[Requirement] The full set of entries must be copied exactly.

[Data listing]
####################
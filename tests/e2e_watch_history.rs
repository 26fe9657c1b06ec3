//! E2E tests for watch-history endpoints

mod common;

use common::TestServer;
use serde_json::Value;

#[tokio::test]
async fn test_history_requires_auth() {
    let server = TestServer::new().await;

    let response = server
        .client
        .get(&server.url("/watch-history"))
        .send()
        .await
        .unwrap();
    assert_eq!(response.status(), 401);

    let response = server
        .client
        .post(&server.url("/watch-history/01ARZ3NDEKTSV4RRFFQ69G5FAV"))
        .send()
        .await
        .unwrap();
    assert_eq!(response.status(), 401);
}

#[tokio::test]
async fn test_record_view_and_list() {
    let server = TestServer::new().await;
    let video = server.create_test_video("creator", "Ferris Goes Surfing").await;

    let response = server
        .client
        .post(&server.url(&format!("/watch-history/{}", video.id)))
        .header("Authorization", "Bearer viewer")
        .send()
        .await
        .unwrap();
    assert_eq!(response.status(), 200);

    let response = server
        .client
        .get(&server.url("/watch-history"))
        .header("Authorization", "Bearer viewer")
        .send()
        .await
        .unwrap();
    assert_eq!(response.status(), 200);
    let json: Value = response.json().await.unwrap();
    let data = &json["data"];
    assert_eq!(data["total"], 1);
    let entries = data["data"].as_array().unwrap();
    assert_eq!(entries.len(), 1);
    assert_eq!(entries[0]["video"]["id"], video.id.as_str());
    assert_eq!(entries[0]["video"]["title"], "Ferris Goes Surfing");
    assert_eq!(entries[0]["video"]["owner"], "creator");
    assert!(entries[0]["watchedAt"].is_string());
}

#[tokio::test]
async fn test_record_view_invalid_video_id() {
    let server = TestServer::new().await;

    let response = server
        .client
        .post(&server.url("/watch-history/not-a-ulid"))
        .header("Authorization", "Bearer viewer")
        .send()
        .await
        .unwrap();

    assert_eq!(response.status(), 400);
    let json: Value = response.json().await.unwrap();
    assert_eq!(json["message"], "Invalid video ID");
    assert!(json["data"].is_null());
}

#[tokio::test]
async fn test_record_view_missing_video() {
    let server = TestServer::new().await;

    let response = server
        .client
        .post(&server.url("/watch-history/01ARZ3NDEKTSV4RRFFQ69G5FAV"))
        .header("Authorization", "Bearer viewer")
        .send()
        .await
        .unwrap();

    assert_eq!(response.status(), 404);
}

#[tokio::test]
async fn test_repeat_view_refreshes_single_entry() {
    let server = TestServer::new().await;
    let video = server.create_test_video("creator", "Rewatched").await;

    for _ in 0..2 {
        let response = server
            .client
            .post(&server.url(&format!("/watch-history/{}", video.id)))
            .header("Authorization", "Bearer viewer")
            .send()
            .await
            .unwrap();
        assert_eq!(response.status(), 200);
        tokio::time::sleep(tokio::time::Duration::from_millis(5)).await;
    }

    let (entries, total) = {
        let entries = server
            .state
            .db
            .get_watch_history("viewer", 20, 0)
            .await
            .unwrap();
        let total = server.state.db.count_watch_history("viewer").await.unwrap();
        (entries, total)
    };
    assert_eq!(total, 1);
    assert_eq!(entries.len(), 1);
}

#[tokio::test]
async fn test_history_most_recent_first() {
    let server = TestServer::new().await;
    let first = server.create_test_video("creator", "First").await;
    let second = server.create_test_video("creator", "Second").await;

    for video_id in [&first.id, &second.id] {
        server
            .client
            .post(&server.url(&format!("/watch-history/{}", video_id)))
            .header("Authorization", "Bearer viewer")
            .send()
            .await
            .unwrap();
        tokio::time::sleep(tokio::time::Duration::from_millis(5)).await;
    }

    // Rewatch the first video so it jumps back to the top
    server
        .client
        .post(&server.url(&format!("/watch-history/{}", first.id)))
        .header("Authorization", "Bearer viewer")
        .send()
        .await
        .unwrap();

    let response = server
        .client
        .get(&server.url("/watch-history"))
        .header("Authorization", "Bearer viewer")
        .send()
        .await
        .unwrap();
    let json: Value = response.json().await.unwrap();
    let entries = json["data"]["data"].as_array().unwrap();
    assert_eq!(entries.len(), 2);
    assert_eq!(entries[0]["video"]["title"], "First");
    assert_eq!(entries[1]["video"]["title"], "Second");
}

#[tokio::test]
async fn test_remove_entry_and_clear() {
    let server = TestServer::new().await;
    let first = server.create_test_video("creator", "First").await;
    let second = server.create_test_video("creator", "Second").await;

    for video_id in [&first.id, &second.id] {
        server
            .client
            .post(&server.url(&format!("/watch-history/{}", video_id)))
            .header("Authorization", "Bearer viewer")
            .send()
            .await
            .unwrap();
    }

    let response = server
        .client
        .delete(&server.url(&format!("/watch-history/{}", first.id)))
        .header("Authorization", "Bearer viewer")
        .send()
        .await
        .unwrap();
    assert_eq!(response.status(), 200);
    assert_eq!(
        server.state.db.count_watch_history("viewer").await.unwrap(),
        1
    );

    let response = server
        .client
        .delete(&server.url("/watch-history"))
        .header("Authorization", "Bearer viewer")
        .send()
        .await
        .unwrap();
    assert_eq!(response.status(), 200);
    assert_eq!(
        server.state.db.count_watch_history("viewer").await.unwrap(),
        0
    );
}

#[tokio::test]
async fn test_history_is_scoped_per_user() {
    let server = TestServer::new().await;
    let video = server.create_test_video("creator", "Private Watch").await;

    server
        .client
        .post(&server.url(&format!("/watch-history/{}", video.id)))
        .header("Authorization", "Bearer viewer-a")
        .send()
        .await
        .unwrap();

    let response = server
        .client
        .get(&server.url("/watch-history"))
        .header("Authorization", "Bearer viewer-b")
        .send()
        .await
        .unwrap();
    let json: Value = response.json().await.unwrap();
    assert_eq!(json["data"]["total"], 0);
}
####################
[Response to this task]
filename tests/e2e_watch_history.rs
repository 26fe9657c1b06ec3
//! E2E tests for watch-history endpoints

mod common;

use common::TestServer;
use serde_json::Value;

#[tokio::test]
async fn test_history_requires_auth() {
    let server = TestServer::new().await;

    let response = server
        .client
        .get(&server.url("/watch-history"))
        .send()
        .await
        .unwrap();
    assert_eq!(response.status(), 401);

    let response = server
        .client
        .post(&server.url("/watch-history/01ARZ3NDEKTSV4RRFFQ69G5FAV"))
        .send()
        .await
        .unwrap();
    assert_eq!(response.status(), 401);
}

#[tokio::test]
async fn test_record_view_and_list() {
    let server = TestServer::new().await;
    let video = server.create_test_video("creator", "Ferris Goes Surfing").await;

    let response = server
        .client
        .post(&server.url(&format!("/watch-history/{}", video.id)))
        .header("Authorization", "Bearer viewer")
        .send()
        .await
        .unwrap();
    assert_eq!(response.status(), 200);

    let response = server
        .client
        .get(&server.url("/watch-history"))
        .header("Authorization", "Bearer viewer")
        .send()
        .await
        .unwrap();
    assert_eq!(response.status(), 200);
    let json: Value = response.json().await.unwrap();
    let data = &json["data"];
    assert_eq!(data["total"], 1);
    let entries = data["data"].as_array().unwrap();
    assert_eq!(entries.len(), 1);
    assert_eq!(entries[0]["video"]["id"], video.id.as_str());
    assert_eq!(entries[0]["video"]["title"], "Ferris Goes Surfing");
    assert_eq!(entries[0]["video"]["owner"], "creator");
    assert!(entries[0]["watchedAt"].is_string());
}

#[tokio::test]
async fn test_record_view_invalid_video_id() {
    let server = TestServer::new().await;

    let response = server
        .client
        .post(&server.url("/watch-history/not-a-ulid"))
        .header("Authorization", "Bearer viewer")
        .send()
        .await
        .unwrap();

    assert_eq!(response.status(), 400);
    let json: Value = response.json().await.unwrap();
    assert_eq!(json["message"], "Invalid video ID");
    assert!(json["data"].is_null());
}

#[tokio::test]
async fn test_record_view_missing_video() {
    let server = TestServer::new().await;

    let response = server
        .client
        .post(&server.url("/watch-history/01ARZ3NDEKTSV4RRFFQ69G5FAV"))
        .header("Authorization", "Bearer viewer")
        .send()
        .await
        .unwrap();

    assert_eq!(response.status(), 404);
}

#[tokio::test]
async fn test_repeat_view_refreshes_single_entry() {
    let server = TestServer::new().await;
    let video = server.create_test_video("creator", "Rewatched").await;

    for _ in 0..2 {
        let response = server
            .client
            .post(&server.url(&format!("/watch-history/{}", video.id)))
            .header("Authorization", "Bearer viewer")
            .send()
            .await
            .unwrap();
        assert_eq!(response.status(), 200);
        tokio::time::sleep(tokio::time::Duration::from_millis(5)).await;
    }

    let (entries, total) = {
        let entries = server
            .state
            .db
            .get_watch_history("viewer", 20, 0)
            .await
            .unwrap();
        let total = server.state.db.count_watch_history("viewer").await.unwrap();
        (entries, total)
    };
    assert_eq!(total, 1);
    assert_eq!(entries.len(), 1);
}

#[tokio::test]
async fn test_history_most_recent_first() {
    let server = TestServer::new().await;
    let first = server.create_test_video("creator", "First").await;
    let second = server.create_test_video("creator", "Second").await;

    for video_id in [&first.id, &second.id] {
        server
            .client
            .post(&server.url(&format!("/watch-history/{}", video_id)))
            .header("Authorization", "Bearer viewer")
            .send()
            .await
            .unwrap();
        tokio::time::sleep(tokio::time::Duration::from_millis(5)).await;
    }

    // Rewatch the first video so it jumps back to the top
    server
        .client
        .post(&server.url(&format!("/watch-history/{}", first.id)))
        .header("Authorization", "Bearer viewer")
        .send()
        .await
        .unwrap();

    let response = server
        .client
        .get(&server.url("/watch-history"))
        .header("Authorization", "Bearer viewer")
        .send()
        .await
        .unwrap();
    let json: Value = response.json().await.unwrap();
    let entries = json["data"]["data"].as_array().unwrap();
    assert_eq!(entries.len(), 2);
    assert_eq!(entries[0]["video"]["title"], "First");
    assert_eq!(entries[1]["video"]["title"], "Second");
}

#[tokio::test]
async fn test_remove_entry_and_clear() {
    let server = TestServer::new().await;
    let first = server.create_test_video("creator", "First").await;
    let second = server.create_test_video("creator", "Second").await;

    for video_id in [&first.id, &second.id] {
        server
            .client
            .post(&server.url(&format!("/watch-history/{}", video_id)))
            .header("Authorization", "Bearer viewer")
            .send()
            .await
            .unwrap();
    }

    let response = server
        .client
        .delete(&server.url(&format!("/watch-history/{}", first.id)))
        .header("Authorization", "Bearer viewer")
        .send()
        .await
        .unwrap();
    assert_eq!(response.status(), 200);
    assert_eq!(
        server.state.db.count_watch_history("viewer").await.unwrap(),
        1
    );

    let response = server
        .client
        .delete(&server.url("/watch-history"))
        .header("Authorization", "Bearer viewer")
        .send()
        .await
        .unwrap();
    assert_eq!(response.status(), 200);
    assert_eq!(
        server.state.db.count_watch_history("viewer").await.unwrap(),
        0
    );
}

#[tokio::test]
async fn test_history_is_scoped_per_user() {
    let server = TestServer::new().await;
    let video = server.create_test_video("creator", "Private Watch").await;

    server
        .client
        .post(&server.url(&format!("/watch-history/{}", video.id)))
        .header("Authorization", "Bearer viewer-a")
        .send()
        .await
        .unwrap();

    let response = server
        .client
        .get(&server.url("/watch-history"))
        .header("Authorization", "Bearer viewer-b")
        .send()
        .await
        .unwrap();
    let json: Value = response.json().await.unwrap();
    assert_eq!(json["data"]["total"], 0);
}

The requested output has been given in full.